Before I make it clear just how selfishly ignorant you’re being, I’m going to say that you are what is wrong with men who believe themselves to be feminist allies. You focus on yourself rather than all the other people who we hope will one day be equal when it comes to the gender gap.
But that’s a lesson for another day, professor.
Let me tell you exactly why Mother’s Day and Father’s Day are about much more than mass-produced greeting cards that you are oh so fond of – good parents matter. Not every good parent gets told that they matter. What kind of good parents aren’t always told they matter? I’ll make a list.
Parents who work more than one job
Parents of military service members
Parents of terminally ill children
Parents of autistic children
Parents of children with behavioral or development disorders
Parents of children who can’t communicate
Parents of comatose children
Parents of deceased children
Parents in school districts where macaroni and glue isn’t funded
Kids who must become parents because there is no parent around
Kids who must become their own parent because they are disowned
Kids who are left by their parents to live on their own
Guardians who take in children
Guardians who mentor children
Volunteers who care for children
Clergy who care for children
Nannies who care for children
Teachers who are more of parent than the parent
Family members who must become the parent
Guarantors who pay for children’s necessities
There are many parents out there that don’t get considered and who don’t get macaroni pages. So, yes, they deserve a day, no matter what their gender happens to be or what your ignorance thinks. Be happy that your child is well and able to tell you every day that they love you. Not everyone is that lucky.
You wanna do this? Okay, how about the fact that Anna Jarvis spent her life and fortune crusading against Mother’s Day. The founder of the holiday hated what it became. History of it is that the love of a mother would help unite people. Jarvis wanted the holiday to be one of contemplation and honor, not commercialism.

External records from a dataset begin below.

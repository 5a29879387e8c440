//! Compares single-element allocation through a pool chain against going straight to the heap.
//!
//! Each iteration allocates a batch of elements and releases them again. The pool reuses the
//! slots of its first block, so after warmup it should not touch the system allocator at all.

#![allow(
    missing_docs,
    reason = "No need for API documentation in benchmark code"
)]

use std::hint::black_box;
use std::ptr::NonNull;

use alloc_tracker::Session;
use chained_alloc::{
    Allocator, HeapPolicy, LoggingPolicy, PolicyChain, PoolPolicy, policy_chain,
};
use criterion::{Criterion, criterion_group, criterion_main};

criterion_group!(benches, entrypoint);
criterion_main!(benches);

#[global_allocator]
static ALLOCATOR: alloc_tracker::Allocator<std::alloc::System> =
    alloc_tracker::Allocator::system();

const BATCH_SIZE: usize = 200;

type Payload = [u64; 4];

/// Allocates `BATCH_SIZE` single elements and releases them in reverse order.
fn churn<C: PolicyChain>(
    allocator: &mut Allocator<Payload, C>,
    ptrs: &mut Vec<NonNull<Payload>>,
) {
    for _ in 0..BATCH_SIZE {
        ptrs.push(black_box(allocator.allocate(1).unwrap()));
    }

    while let Some(ptr) = ptrs.pop() {
        // SAFETY: Every pointer came from this allocator and is released once.
        unsafe { allocator.deallocate(ptr, 1) };
    }
}

fn entrypoint(c: &mut Criterion) {
    let allocs = Session::new();

    let mut group = c.benchmark_group("single_element_churn");

    let heap_op = allocs.operation("heap");
    group.bench_function("heap", |b| {
        let mut allocator = Allocator::<Payload, _>::new(policy_chain![HeapPolicy]);
        let mut ptrs = Vec::with_capacity(BATCH_SIZE);

        b.iter(|| {
            let _span = heap_op.measure_process();
            churn(&mut allocator, &mut ptrs);
        });
    });

    let pool_op = allocs.operation("pool");
    group.bench_function("pool", |b| {
        let mut allocator =
            Allocator::<Payload, _>::new(policy_chain![PoolPolicy::new(), HeapPolicy]);
        let mut ptrs = Vec::with_capacity(BATCH_SIZE);

        b.iter(|| {
            let _span = pool_op.measure_process();
            churn(&mut allocator, &mut ptrs);
        });
    });

    // No subscriber is installed, so this measures the cost of a disabled event callsite.
    let logged_pool_op = allocs.operation("pool_logged");
    group.bench_function("pool_logged", |b| {
        let mut allocator = Allocator::<Payload, _>::new(policy_chain![
            PoolPolicy::new(),
            LoggingPolicy::new(),
            HeapPolicy,
        ]);
        let mut ptrs = Vec::with_capacity(BATCH_SIZE);

        b.iter(|| {
            let _span = logged_pool_op.measure_process();
            churn(&mut allocator, &mut ptrs);
        });
    });

    group.finish();

    allocs.print_to_stdout();
}
use std::alloc::{self, Layout};
use std::cell::Cell;
use std::ptr::NonNull;
use std::rc::Rc;

use crate::{
    AllocError, AllocPolicy, AllocRequest, DeallocRequest, PolicyChain, Propagation, Result,
};

/// Alignment of the buffer owned by a [`LinearStorage`].
const BUFFER_ALIGN: usize = 16;

/// A fixed-capacity buffer handed out front to back by bumping an offset.
///
/// Individual allocations are never released; the whole buffer is freed when the storage is
/// dropped.
#[derive(Debug)]
pub struct LinearStorage {
    buffer: NonNull<u8>,
    capacity: usize,
    used: Cell<usize>,
}

impl LinearStorage {
    /// Allocates a buffer of `capacity` bytes from the system allocator.
    ///
    /// # Errors
    ///
    /// Returns [`AllocError::OutOfMemory`] if the system allocator cannot provide the buffer and
    /// [`AllocError::CapacityOverflow`] if `capacity` is too large to describe.
    pub fn new(capacity: usize) -> Result<Self> {
        let layout = Self::buffer_layout(capacity)?;

        let buffer = if capacity == 0 {
            NonNull::<u8>::dangling()
        } else {
            // SAFETY: The layout has a non-zero size.
            NonNull::new(unsafe { alloc::alloc(layout) })
                .ok_or(AllocError::OutOfMemory { bytes: capacity })?
        };

        Ok(Self {
            buffer,
            capacity,
            used: Cell::new(0),
        })
    }

    fn buffer_layout(capacity: usize) -> Result<Layout> {
        Layout::from_size_align(capacity, BUFFER_ALIGN).map_err(|_| AllocError::CapacityOverflow {
            count: capacity,
            element: Layout::new::<u8>(),
        })
    }

    /// Total size of the buffer in bytes.
    #[must_use]
    pub fn capacity(&self) -> usize {
        self.capacity
    }

    /// Number of bytes handed out so far, including alignment padding.
    #[must_use]
    pub fn used(&self) -> usize {
        self.used.get()
    }

    /// Number of bytes not handed out yet.
    #[must_use]
    pub fn remaining(&self) -> usize {
        self.capacity.saturating_sub(self.used())
    }

    /// Whether `ptr` points into the buffer.
    #[must_use]
    pub fn is_owned(&self, ptr: NonNull<u8>) -> bool {
        let start = self.buffer.addr().get();
        let addr = ptr.addr().get();

        // Cannot overflow because the buffer exists in memory.
        start <= addr && addr < start.wrapping_add(self.capacity)
    }

    /// Hands out the next `layout.size()` bytes aligned to `layout.align()`, or `None` if the rest
    /// of the buffer is too small.
    #[must_use]
    pub fn allocate(&self, layout: Layout) -> Option<NonNull<u8>> {
        let start = self.buffer.addr().get();
        let cursor = start.checked_add(self.used())?;

        let padding = cursor.wrapping_neg() & (layout.align().wrapping_sub(1));
        let offset = self.used().checked_add(padding)?;
        let end = offset.checked_add(layout.size())?;

        if end > self.capacity {
            return None;
        }

        self.used.set(end);

        // SAFETY: offset <= end <= capacity, so we stay within (or one past the end of) the buffer.
        Some(unsafe { self.buffer.byte_add(offset) })
    }
}

impl Drop for LinearStorage {
    fn drop(&mut self) {
        if self.capacity == 0 {
            return;
        }

        // The layout was valid when the buffer was allocated, so it still is.
        if let Ok(layout) = Self::buffer_layout(self.capacity) {
            // SAFETY: The buffer was allocated with this layout in `new()` and is released once.
            unsafe {
                alloc::dealloc(self.buffer.as_ptr(), layout);
            }
        }
    }
}

/// Serves every request that fits from a shared [`LinearStorage`] by bumping an offset.
///
/// Releasing memory that came from the storage is a no-op; the storage is reclaimed as a whole
/// when the last policy sharing it is dropped. Such releases are still forwarded, marked as
/// released, so observers later in the chain see them. Releases of other pointers are forwarded
/// as they are, so a fallback placed after this policy can serve what does not fit.
///
/// Policies compare equal if they share the same storage. Containers are expected to carry the
/// allocator along on copy, move and swap.
///
/// # Example
///
/// ```
/// use chained_alloc::{Allocator, HeapPolicy, LinearPolicy, policy_chain};
///
/// let linear = LinearPolicy::with_capacity(1024).unwrap();
/// let mut allocator = Allocator::<u64, _>::new(policy_chain![linear, HeapPolicy]);
///
/// let ptr = allocator.allocate(16).unwrap();
/// assert_eq!(allocator.chain().policy().storage().used(), 128);
///
/// // SAFETY: The pointer came from this allocator and is released once.
/// unsafe { allocator.deallocate(ptr, 16) };
/// ```
#[derive(Clone, Debug)]
pub struct LinearPolicy {
    storage: Rc<LinearStorage>,
}

impl LinearPolicy {
    /// Creates a policy over an existing, possibly shared, storage.
    #[must_use]
    pub fn new(storage: Rc<LinearStorage>) -> Self {
        Self { storage }
    }

    /// Creates a policy over a fresh storage of `capacity` bytes.
    ///
    /// # Errors
    ///
    /// Returns an error if the storage buffer cannot be allocated.
    pub fn with_capacity(capacity: usize) -> Result<Self> {
        Ok(Self::new(Rc::new(LinearStorage::new(capacity)?)))
    }

    /// The storage this policy allocates from.
    #[must_use]
    pub fn storage(&self) -> &Rc<LinearStorage> {
        &self.storage
    }

    /// Switches this policy to another storage.
    ///
    /// Memory obtained from the previous storage stays valid for as long as some other policy
    /// keeps that storage alive.
    pub fn set_storage(&mut self, storage: Rc<LinearStorage>) {
        self.storage = storage;
    }
}

// SAFETY: Pointers are handed out from disjoint, aligned ranges of a buffer that stays alive for
// as long as any policy sharing it exists.
unsafe impl AllocPolicy for LinearPolicy {
    const COMPARABLE: bool = true;
    const PROPAGATION: Propagation = Propagation::ALL;

    fn allocate<R: PolicyChain>(
        &mut self,
        request: &AllocRequest,
        existing: Option<NonNull<u8>>,
        rest: &mut R,
    ) -> Result<Option<NonNull<u8>>> {
        let ptr = match existing {
            Some(ptr) => Some(ptr),
            None => self.storage.allocate(request.array_layout()?),
        };

        rest.allocate(request, ptr)
    }

    unsafe fn deallocate<R: PolicyChain>(&mut self, request: &DeallocRequest, rest: &mut R) {
        // Owned storage is reclaimed with the whole buffer, so there is nothing to take back.
        let request = if !request.is_released() && self.storage.is_owned(request.ptr()) {
            request.into_released()
        } else {
            *request
        };

        // SAFETY: Forwarding guarantees from the caller.
        unsafe {
            rest.deallocate(&request);
        }
    }

    fn policy_eq(&self, other: &Self) -> bool {
        Rc::ptr_eq(&self.storage, &other.storage)
    }
}

#[cfg(test)]
#[cfg_attr(coverage_nightly, coverage(off))]
#[allow(
    clippy::arithmetic_side_effects,
    clippy::undocumented_unsafe_blocks,
    reason = "test code doesn't need the same safety rigor as production code"
)]
mod tests {
    use static_assertions::assert_not_impl_any;

    use super::*;
    use crate::{BasicStatistic, HeapPolicy, StatisticPolicy, Terminal, policy_chain};

    assert_not_impl_any!(LinearStorage: Send, Sync);
    assert_not_impl_any!(LinearPolicy: Send, Sync);

    #[test]
    fn bumps_with_alignment() {
        let storage = LinearStorage::new(64).unwrap();

        let a = storage.allocate(Layout::new::<u8>()).unwrap();
        let b = storage.allocate(Layout::new::<u64>()).unwrap();

        assert_eq!(b.addr().get() % 8, 0);
        assert_eq!(b.addr().get() - a.addr().get(), 8);
        assert_eq!(storage.used(), 16);
        assert_eq!(storage.remaining(), 48);
    }

    #[test]
    fn refuses_what_does_not_fit() {
        let storage = LinearStorage::new(16).unwrap();

        assert!(storage.allocate(Layout::new::<[u8; 12]>()).is_some());
        assert!(storage.allocate(Layout::new::<[u8; 8]>()).is_none());
        assert!(storage.allocate(Layout::new::<[u8; 4]>()).is_some());
        assert_eq!(storage.remaining(), 0);
    }

    #[test]
    fn empty_storage_owns_nothing() {
        let storage = LinearStorage::new(0).unwrap();

        assert!(storage.allocate(Layout::new::<u8>()).is_none());
        assert!(!storage.is_owned(NonNull::<u8>::dangling()));
    }

    #[test]
    fn overflow_falls_through_to_rest() {
        let mut chain = policy_chain![LinearPolicy::with_capacity(8).unwrap(), HeapPolicy];
        let element = Layout::new::<u64>();

        let inside = chain
            .allocate(&AllocRequest::new(element, 1), None)
            .unwrap()
            .unwrap();
        let outside = chain
            .allocate(&AllocRequest::new(element, 1), None)
            .unwrap()
            .unwrap();

        assert!(chain.policy().storage().is_owned(inside));
        assert!(!chain.policy().storage().is_owned(outside));

        unsafe {
            chain.deallocate(&DeallocRequest::new(inside, element, 1));
            chain.deallocate(&DeallocRequest::new(outside, element, 1));
        }
    }

    #[test]
    fn observers_see_owned_and_fallback_traffic_in_pairs() {
        let stats = Rc::new(BasicStatistic::new());
        let mut chain = policy_chain![
            LinearPolicy::with_capacity(8).unwrap(),
            HeapPolicy,
            StatisticPolicy::new(Rc::clone(&stats)),
        ];
        let element = Layout::new::<u64>();

        let inside = chain
            .allocate(&AllocRequest::new(element, 1), None)
            .unwrap()
            .unwrap();
        let outside = chain
            .allocate(&AllocRequest::new(element, 1), None)
            .unwrap()
            .unwrap();

        assert_eq!(stats.allocs_count(), 2);

        // The heap policy must leave the buffer pointer alone.
        unsafe {
            chain.deallocate(&DeallocRequest::new(inside, element, 1));
            chain.deallocate(&DeallocRequest::new(outside, element, 1));
        }

        assert_eq!(stats.deallocs_count(), 2);
        assert_eq!(stats.allocated_blocks_count(), 0);
        assert_eq!(stats.mem_used(), 0);
    }

    #[test]
    fn owned_release_is_a_no_op() {
        let mut policy = LinearPolicy::with_capacity(32).unwrap();
        let element = Layout::new::<u32>();

        let ptr = policy
            .allocate(&AllocRequest::new(element, 2), None, &mut Terminal)
            .unwrap()
            .unwrap();
        unsafe { policy.deallocate(&DeallocRequest::new(ptr, element, 2), &mut Terminal) };

        assert_eq!(policy.storage().used(), 8);
    }

    #[test]
    fn equality_follows_storage() {
        let storage = Rc::new(LinearStorage::new(16).unwrap());
        let a = LinearPolicy::new(Rc::clone(&storage));
        let b = LinearPolicy::new(storage);
        let mut c = LinearPolicy::with_capacity(16).unwrap();

        assert!(a.policy_eq(&b));
        assert!(!a.policy_eq(&c));

        c.set_storage(Rc::clone(a.storage()));
        assert!(a.policy_eq(&c));
    }

    #[test]
    fn propagates_everywhere() {
        assert_eq!(LinearPolicy::PROPAGATION, Propagation::ALL);
    }
}
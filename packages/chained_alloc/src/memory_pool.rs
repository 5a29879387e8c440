use std::alloc::Layout;
use std::num::NonZero;
use std::ptr::NonNull;

use crate::{Chunk, ChunkCoordinates, MemoryBlock, SlotIndex};

/// A growable collection of [`MemoryBlock`]s that all serve objects of one layout.
///
/// The pool never talks to an allocator itself. Whoever owns the pool acquires memory regions
/// and registers them via [`add_mem_block()`][Self::add_mem_block]; the pool only does the
/// bookkeeping. Consequently the pool does not free anything when dropped, either: the owner
/// walks [`blocks()`][Self::blocks] and returns each region before letting go of the pool.
///
/// Blocks are only ever appended, so [`capacity()`][Self::capacity] never decreases.
#[derive(Debug)]
pub struct MemoryPool<I: SlotIndex = u8> {
    object_layout: Layout,

    blocks: Vec<MemoryBlock<I>>,

    /// The chunk that served the most recent allocation. This is a cache, not the ground truth:
    /// the chunk may have filled up since, in which case we fall back to scanning all blocks.
    last_used_chunk: Option<ChunkCoordinates>,
}

impl<I: SlotIndex> MemoryPool<I> {
    /// Creates an empty pool for objects of the given layout.
    ///
    /// # Panics
    ///
    /// Panics if the layout is smaller than the free list link (which includes zero-sized layouts).
    #[must_use]
    pub fn new(object_layout: Layout) -> Self {
        assert!(
            object_layout.size() >= size_of::<I>(),
            "MemoryPool objects must be at least {} bytes to hold a free list link, got {object_layout:?}",
            size_of::<I>()
        );

        Self {
            object_layout,
            blocks: Vec::new(),
            last_used_chunk: None,
        }
    }

    /// Layout of the objects served by this pool.
    #[must_use]
    pub fn object_layout(&self) -> Layout {
        self.object_layout
    }

    /// Size in bytes of the objects served by this pool.
    #[must_use]
    pub fn object_size(&self) -> usize {
        self.object_layout.size()
    }

    /// Total number of object slots across all blocks, vacant or not.
    #[must_use]
    pub fn capacity(&self) -> usize {
        self.blocks.iter().map(MemoryBlock::object_count).sum()
    }

    /// The blocks registered with this pool, in the order they were added.
    #[must_use]
    pub fn blocks(&self) -> &[MemoryBlock<I>] {
        &self.blocks
    }

    /// Registers an externally acquired memory region as a new block of `object_count` slots.
    ///
    /// # Safety
    ///
    /// `storage` must be aligned for [`object_layout()`][Self::object_layout] and valid for reads
    /// and writes of `object_count * object_size()` bytes until the pool is dropped. The region
    /// must not overlap any block already in the pool.
    pub unsafe fn add_mem_block(&mut self, storage: NonNull<u8>, object_count: NonZero<usize>) {
        debug_assert!(
            storage.addr().get().checked_rem(self.object_layout.align()) == Some(0),
            "block storage {storage:?} is not aligned for {:?}",
            self.object_layout
        );

        // SAFETY: Forwarding guarantees from the caller.
        let block = unsafe { MemoryBlock::new(storage, self.object_size(), object_count) };

        self.blocks.push(block);
    }

    /// Whether a subsequent [`allocate()`][Self::allocate] would succeed.
    #[must_use]
    pub fn is_memory_available(&self) -> bool {
        if self
            .cached_chunk()
            .is_some_and(Chunk::is_memory_available)
        {
            return true;
        }

        self.blocks.iter().any(MemoryBlock::is_memory_available)
    }

    /// Whether `ptr` points into any block of this pool.
    #[must_use]
    pub fn is_owned(&self, ptr: NonNull<u8>) -> bool {
        let object_size = self.object_size();
        self.blocks
            .iter()
            .any(|block| block.is_owned(ptr, object_size))
    }

    /// Takes a vacant slot from the pool.
    ///
    /// Returns `None` if every block is full. Growing the pool is the caller's responsibility.
    #[must_use]
    pub fn allocate(&mut self) -> Option<NonNull<u8>> {
        let object_size = self.object_size();

        if let Some(chunk) = self.cached_chunk_mut() {
            if chunk.is_memory_available() {
                return chunk.allocate(object_size);
            }
        }

        for (block_index, block) in self.blocks.iter_mut().enumerate() {
            if let Some((ptr, chunk_index)) = block.allocate(object_size) {
                self.last_used_chunk = Some(ChunkCoordinates::from_parts(block_index, chunk_index));
                return Some(ptr);
            }
        }

        None
    }

    /// Returns a slot to the pool.
    ///
    /// # Safety
    ///
    /// `ptr` must have been returned by [`allocate()`][Self::allocate] on this pool and must not
    /// have been deallocated since. Passing a pointer the pool does not own is undefined behavior
    /// in release builds (debug builds panic).
    pub unsafe fn deallocate(&mut self, ptr: NonNull<u8>) {
        let object_size = self.object_size();

        let block = self
            .blocks
            .iter_mut()
            .find(|block| block.is_owned(ptr, object_size));

        debug_assert!(
            block.is_some(),
            "pointer {ptr:?} does not belong to the pool for {:?}",
            self.object_layout
        );

        if let Some(block) = block {
            // SAFETY: Forwarding guarantees from the caller; the block owns the pointer.
            unsafe {
                block.deallocate(ptr, object_size);
            }
        }
    }

    fn cached_chunk(&self) -> Option<&Chunk<I>> {
        let coordinates = self.last_used_chunk?;

        self.blocks
            .get(coordinates.block_index())?
            .chunks()
            .get(coordinates.chunk_index())
    }

    fn cached_chunk_mut(&mut self) -> Option<&mut Chunk<I>> {
        let coordinates = self.last_used_chunk?;

        self.blocks
            .get_mut(coordinates.block_index())?
            .chunk_mut(coordinates.chunk_index())
    }

    #[cfg(debug_assertions)]
    #[cfg_attr(test, mutants::skip)] // This is essentially test logic, mutation is meaningless.
    pub(crate) fn integrity_check(&self) {
        let object_size = self.object_size();

        for block in &self.blocks {
            for chunk in block.chunks() {
                chunk.integrity_check(object_size);
            }
        }

        for (index, block) in self.blocks.iter().enumerate() {
            for other in self.blocks.iter().skip(index.wrapping_add(1)) {
                assert!(
                    !block.is_owned(other.storage(), object_size)
                        && !other.is_owned(block.storage(), object_size),
                    "blocks at {:?} and {:?} overlap",
                    block.storage(),
                    other.storage()
                );
            }
        }
    }
}

#[cfg(test)]
#[cfg_attr(coverage_nightly, coverage(off))]
#[allow(
    clippy::indexing_slicing,
    clippy::arithmetic_side_effects,
    clippy::undocumented_unsafe_blocks,
    reason = "test code doesn't need the same safety rigor as production code"
)]
mod tests {
    use std::collections::HashSet;

    use super::*;

    fn region(objects: usize) -> Vec<u64> {
        vec![0; objects]
    }

    fn add_region(pool: &mut MemoryPool, region: &mut [u64]) {
        let ptr = NonNull::new(region.as_mut_ptr().cast::<u8>()).unwrap();
        unsafe { pool.add_mem_block(ptr, NonZero::new(region.len()).unwrap()) };
    }

    #[test]
    fn empty_pool_has_nothing_to_give() {
        let mut pool = MemoryPool::<u8>::new(Layout::new::<u64>());

        assert_eq!(pool.capacity(), 0);
        assert!(!pool.is_memory_available());
        assert!(pool.allocate().is_none());
    }

    #[test]
    fn capacity_grows_by_exactly_block_size() {
        let mut pool = MemoryPool::new(Layout::new::<u64>());
        let mut first = region(100);
        let mut second = region(300);

        add_region(&mut pool, &mut first);
        assert_eq!(pool.capacity(), 100);

        add_region(&mut pool, &mut second);
        assert_eq!(pool.capacity(), 400);
        assert_eq!(pool.blocks().len(), 2);
    }

    #[test]
    fn allocations_span_blocks_and_are_distinct() {
        let mut pool = MemoryPool::new(Layout::new::<u64>());
        let mut first = region(10);
        let mut second = region(10);
        add_region(&mut pool, &mut first);
        add_region(&mut pool, &mut second);

        let mut seen = HashSet::new();
        for _ in 0..20 {
            let ptr = pool.allocate().unwrap();
            assert!(pool.is_owned(ptr));
            assert!(seen.insert(ptr));
        }

        assert!(!pool.is_memory_available());
        assert!(pool.allocate().is_none());
        pool.integrity_check();
    }

    #[test]
    fn no_two_blocks_claim_the_same_pointer() {
        let mut pool = MemoryPool::new(Layout::new::<u64>());
        let mut first = region(300);
        let mut second = region(300);
        add_region(&mut pool, &mut first);
        add_region(&mut pool, &mut second);

        for _ in 0..600 {
            let ptr = pool.allocate().unwrap();
            let owners = pool
                .blocks()
                .iter()
                .filter(|block| block.is_owned(ptr, pool.object_size()))
                .count();
            assert_eq!(owners, 1);
        }
    }

    #[test]
    fn freed_slot_is_reused_through_cache() {
        let mut pool = MemoryPool::new(Layout::new::<u64>());
        let mut storage = region(4);
        add_region(&mut pool, &mut storage);

        let ptrs: Vec<_> = (0..4).map(|_| pool.allocate().unwrap()).collect();
        assert!(!pool.is_memory_available());

        unsafe { pool.deallocate(ptrs[1]) };

        assert!(pool.is_memory_available());
        assert_eq!(pool.allocate(), Some(ptrs[1]));
        pool.integrity_check();
    }

    #[test]
    fn stale_cache_falls_back_to_scan() {
        let mut pool = MemoryPool::new(Layout::new::<u64>());
        let mut first = region(2);
        add_region(&mut pool, &mut first);

        let a = pool.allocate().unwrap();
        let _b = pool.allocate().unwrap();

        // The cached chunk is now full; a newly added block must still be found.
        let mut second = region(2);
        add_region(&mut pool, &mut second);

        let c = pool.allocate().unwrap();
        assert!(pool.blocks()[1].is_owned(c, pool.object_size()));

        unsafe { pool.deallocate(a) };
        let _d = pool.allocate().unwrap();
        let reused = pool.allocate().unwrap();
        assert_eq!(reused, a);
    }

    #[test]
    fn capacity_is_monotonic_under_churn() {
        let mut pool = MemoryPool::new(Layout::new::<u64>());
        let mut regions: Vec<_> = (0..5).map(|_| region(64)).collect();
        let mut outstanding = Vec::new();
        let mut last_capacity = 0;

        for storage in &mut regions {
            add_region(&mut pool, storage);

            for _ in 0..80 {
                if let Some(ptr) = pool.allocate() {
                    outstanding.push(ptr);
                }
            }
            for _ in 0..20 {
                if let Some(ptr) = outstanding.pop() {
                    unsafe { pool.deallocate(ptr) };
                }
            }

            assert!(pool.capacity() >= last_capacity);
            last_capacity = pool.capacity();
        }

        pool.integrity_check();
    }

    #[test]
    #[should_panic]
    fn zero_sized_layout_panics() {
        let _pool = MemoryPool::<u8>::new(Layout::new::<()>());
    }

    #[test]
    #[should_panic]
    fn layout_smaller_than_wide_link_panics() {
        let _pool = MemoryPool::<u16>::new(Layout::new::<u8>());
    }
}
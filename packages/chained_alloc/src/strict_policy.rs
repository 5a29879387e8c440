use std::ptr::NonNull;

use crate::{AllocError, AllocPolicy, AllocRequest, DeallocRequest, PolicyChain, Result};

/// Turns "no policy so far produced a pointer" into [`AllocError::OutOfMemory`].
///
/// Place it after the policies that are expected to satisfy every request. Policies before it
/// report exhaustion by passing `None`, and this policy converts that into a hard failure instead
/// of letting the chain end without a pointer.
///
/// # Example
///
/// ```
/// use std::alloc::Layout;
///
/// use chained_alloc::{AllocError, AllocRequest, PolicyChain, StrictPolicy, policy_chain};
///
/// // Nothing in front of the strict policy can allocate.
/// let mut chain = policy_chain![StrictPolicy];
///
/// let result = chain.allocate(&AllocRequest::new(Layout::new::<u32>(), 2), None);
/// assert_eq!(result, Err(AllocError::OutOfMemory { bytes: 8 }));
/// ```
#[derive(Clone, Copy, Debug, Default, Eq, PartialEq)]
#[expect(clippy::exhaustive_structs, reason = "intentionally an empty struct")]
pub struct StrictPolicy;

// SAFETY: This policy never produces a pointer of its own.
unsafe impl AllocPolicy for StrictPolicy {
    fn allocate<R: PolicyChain>(
        &mut self,
        request: &AllocRequest,
        existing: Option<NonNull<u8>>,
        rest: &mut R,
    ) -> Result<Option<NonNull<u8>>> {
        if existing.is_none() {
            return Err(AllocError::OutOfMemory {
                bytes: request.size_bytes(),
            });
        }

        rest.allocate(request, existing)
    }

    unsafe fn deallocate<R: PolicyChain>(&mut self, request: &DeallocRequest, rest: &mut R) {
        // SAFETY: Forwarding guarantees from the caller.
        unsafe {
            rest.deallocate(request);
        }
    }
}

#[cfg(test)]
#[cfg_attr(coverage_nightly, coverage(off))]
mod tests {
    use std::alloc::Layout;

    use super::*;
    use crate::{HeapPolicy, Terminal, policy_chain};

    #[test]
    fn missing_pointer_becomes_error() {
        let mut policy = StrictPolicy;
        let request = AllocRequest::new(Layout::new::<u64>(), 4);

        let result = policy.allocate(&request, None, &mut Terminal);

        assert_eq!(result, Err(AllocError::OutOfMemory { bytes: 32 }));
    }

    #[test]
    fn existing_pointer_passes_through() {
        let mut policy = StrictPolicy;
        let request = AllocRequest::new(Layout::new::<u64>(), 1);
        let existing = NonNull::<u64>::dangling().cast::<u8>();

        let result = policy.allocate(&request, Some(existing), &mut Terminal);

        assert_eq!(result, Ok(Some(existing)));
    }

    #[test]
    fn satisfied_chain_is_not_affected() {
        let mut chain = policy_chain![HeapPolicy, StrictPolicy];
        let request = AllocRequest::new(Layout::new::<u64>(), 1);

        let ptr = chain.allocate(&request, None).unwrap().unwrap();

        // SAFETY: The pointer came from this chain with the same layout and count.
        unsafe {
            chain.deallocate(&DeallocRequest::new(ptr, Layout::new::<u64>(), 1));
        }
    }
}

Sticking with your feminist theme, let’s compare Mother’s Day and Father’s Day ads. Mother’s Day sticks to the gender norms of let’s give mom something shiny and possibly give her time off from the housework. Father’s Day? How about some power tools and a barbecue? You want to see an end to the gender gap, first thing to do would be to abolish the idea of woman and men’s work. Make it work that is of equal value no matter who preforms it.
Moving on to your lovely list. Those people do not need holidays to tell them they matter. Do you think some greeting card will heal the magic hurt of any of those people? Even if they are seen as mother or father figures, it serves to remind them of what they are not always considered. Someone without a mother is reminded of what they do not have on that holiday. Someone who is a guardian knows that they might never be able to give the child the same things that a mother or father can even if they are better for the child. There are plenty of ways for a child to express love both verbally and nonverbal, so go take your soap box somewhere else.